Beneath the apparent simplicity of dCas9-mediated transcriptional regulation, the rules that determine kinetics and specificity of DNA binding as well as the strength of transcriptional regulation are nuanced depending on context. The main categories of context are the degree of similarity between the target DNA site and the guide sequence of sgRNA, the nucleotide composition of the sgRNA guide sequence, the chromatin state of the target DNA, the host organism, and the specific ortholog of dCas9 used. In terms of DNA targeting specificity, complementarity between DNA and sgRNA is generally less important at the 5′ end of the guide sequence, even tolerating DNA or RNA bulges in the bound conformation [43,44]. Both Cas9 and dCas9 appear to tolerate similar numbers of mismatches between the sgRNA guide and the target DNA [8,19] and have similar binding kinetics [45]. However, DNA cleavage by Cas9 has an effectively higher sensitivity to mismatches, presumably since it requires an additional conformational change to induce cleavage [46,47]. This property can be leveraged to achieve transcriptional regulation while avoiding DNA cleavage using nucleolytically active Cas9 guided by sgRNA with mismatches or truncations within the guide sequence [8,48]. Mismatch sensitivity is further affected by the concentration of dCas9/sgRNA complex relative to the target DNA [49], which itself depends on the nature and relative amounts of sgRNAs expressed [50]. In eukaryotes, efficiency of regulation is diminished by guanine enrichment and adenine depletion of the guide sequence since it decreases sgRNA stability [51]. Chromatin state also affects dCas9 DNA binding: it is much weaker within condensed chromatin regions, therefore very good match between sgRNA and target DNA sequence is required [9,46,52]. Further studies of dCas9 and specificity-improved Cas9 proteins [53,54] in the aforementioned contexts will inform further development of computational algorithms [11,43,51,52,55] that incorporate these effects to precisely select the types and amounts of sgRNAs that are most appropriate to specific applications.

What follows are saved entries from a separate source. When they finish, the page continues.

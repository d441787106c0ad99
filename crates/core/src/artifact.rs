//! Artifacts: persisted, immutable outputs of generative tool calls.

use chrono::{DateTime, Utc};
use serde::{Deserialize, Serialize};
use std::str::FromStr;
use uuid::Uuid;

/// The kind of artifact a tool produced.
#[derive(Debug, Clone, Copy, PartialEq, Eq, Hash, Serialize, Deserialize)]
#[serde(rename_all = "snake_case")]
pub enum ArtifactType {
    Module,
    Procedure,
    Package,
    CompleteProgram,
    GeneratedCode,
    ConvertedSource,
}

impl ArtifactType {
    pub const ALL: [ArtifactType; 6] = [
        ArtifactType::Module,
        ArtifactType::Procedure,
        ArtifactType::Package,
        ArtifactType::CompleteProgram,
        ArtifactType::GeneratedCode,
        ArtifactType::ConvertedSource,
    ];

    pub fn as_str(&self) -> &'static str {
        match self {
            Self::Module => "module",
            Self::Procedure => "procedure",
            Self::Package => "package",
            Self::CompleteProgram => "complete_program",
            Self::GeneratedCode => "generated_code",
            Self::ConvertedSource => "converted_source",
        }
    }
}

impl std::fmt::Display for ArtifactType {
    fn fmt(&self, f: &mut std::fmt::Formatter<'_>) -> std::fmt::Result {
        f.write_str(self.as_str())
    }
}

impl FromStr for ArtifactType {
    type Err = String;

    fn from_str(s: &str) -> Result<Self, Self::Err> {
        Self::ALL
            .into_iter()
            .find(|t| t.as_str().eq_ignore_ascii_case(s.trim()))
            .ok_or_else(|| format!("unknown artifact type '{s}'"))
    }
}

/// A generated output kept on disk until the retention sweep removes it.
#[derive(Debug, Clone, Serialize, Deserialize)]
pub struct Artifact {
    pub id: String,
    pub artifact_type: ArtifactType,
    pub content: String,
    pub created_at: DateTime<Utc>,
    /// Name of the tool that produced it
    pub source_tool: String,
}

impl Artifact {
    pub fn new(artifact_type: ArtifactType, content: impl Into<String>, source_tool: &str) -> Self {
        Self {
            id: Uuid::new_v4().simple().to_string(),
            artifact_type,
            content: content.into(),
            created_at: Utc::now(),
            source_tool: source_tool.to_string(),
        }
    }

    /// On-disk filename, e.g. `artifact_3f2a..._module.txt`.
    pub fn filename(&self) -> String {
        format!("artifact_{}_{}.txt", self.id, self.artifact_type)
    }

    pub fn summary(&self) -> ArtifactSummary {
        ArtifactSummary {
            id: self.id.clone(),
            artifact_type: self.artifact_type,
            filename: self.filename(),
            size: self.content.len(),
            created_at: self.created_at,
            source_tool: self.source_tool.clone(),
        }
    }
}

/// Artifact metadata returned by list operations.
#[derive(Debug, Clone, Serialize, Deserialize)]
pub struct ArtifactSummary {
    pub id: String,
    pub artifact_type: ArtifactType,
    pub filename: String,
    pub size: usize,
    pub created_at: DateTime<Utc>,
    pub source_tool: String,
}
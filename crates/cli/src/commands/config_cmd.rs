//! `rpgforge config`: Configuration management commands.

use rpgforge_config::AppConfig;
use std::path::Path;

const REDACTED: &str = "***";

pub fn validate(config_path: &Path) -> Result<(), Box<dyn std::error::Error>> {
    println!("Validating configuration...");

    match AppConfig::load_with_env(config_path) {
        Ok(config) => {
            println!("   Config parsed successfully");

            let mut warnings = Vec::new();
            if !config.has_llm_credentials() {
                warnings.push("No backend credentials (AZURE_OPENAI_API_KEY / AZURE_OPENAI_ENDPOINT)");
            }
            if config.storage.artifact_retention_days == 0 {
                warnings.push("artifact_retention_days = 0 disables the retention sweep");
            }

            if warnings.is_empty() {
                println!("   All checks passed");
            } else {
                println!();
                for w in &warnings {
                    println!("   warning: {w}");
                }
            }

            println!();
            println!("   Deployment:  {}", config.llm.deployment);
            println!("   Gateway:     {}:{}", config.gateway.host, config.gateway.port);
            println!("   Storage:     {}", config.storage.root_dir().display());
            println!("   Prompt room: {} tokens", config.prompt_budget_tokens());
        }
        Err(e) => {
            println!("   Config error: {e}");
            return Err(e.into());
        }
    }

    Ok(())
}

pub fn show(config_path: &Path) -> Result<(), Box<dyn std::error::Error>> {
    let config = super::load_config(config_path)?;
    println!("{}", render_redacted(&config)?);
    Ok(())
}

fn render_redacted(config: &AppConfig) -> Result<String, toml::ser::Error> {
    let mut config = config.clone();
    if config.llm.api_key.is_some() {
        config.llm.api_key = Some(REDACTED.into());
    }
    toml::to_string_pretty(&config)
}

pub fn path(config_path: &Path) {
    println!("{}", config_path.display());
}

pub fn init(config_path: &Path, force: bool) -> Result<(), Box<dyn std::error::Error>> {
    if config_path.exists() && !force {
        return Err(format!(
            "{} already exists (use --force to overwrite)",
            config_path.display()
        )
        .into());
    }
    if let Some(parent) = config_path.parent() {
        std::fs::create_dir_all(parent)?;
    }
    std::fs::write(config_path, AppConfig::default_toml())?;
    println!("Wrote {}", config_path.display());
    Ok(())
}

CRISPR-Cas9 regulatable synthetic promoters and gene circuits

The ability of dCas9 to regulate practically arbitrary transcriptional regulatory elements enables their interconnection into de novo networks, also known as synthetic gene circuits. These collections of interacting genes can be programmed with sensing, storage, or actuation functions combined to perform desired tasks [56,1]. Synthetic circuit design is facilitated by having a large panel of modular promoters with defined characteristics that can be predictably interfaced with each other. Such synthetic dCas9-regulatable promoters have been created by strategically installing dCas9/sgRNA binding sites within a parent promoter. By appropriately choosing these binding sites and their corresponding sgRNA guide sequences a panel of distinct promoter/transcription factor pairs can be produced.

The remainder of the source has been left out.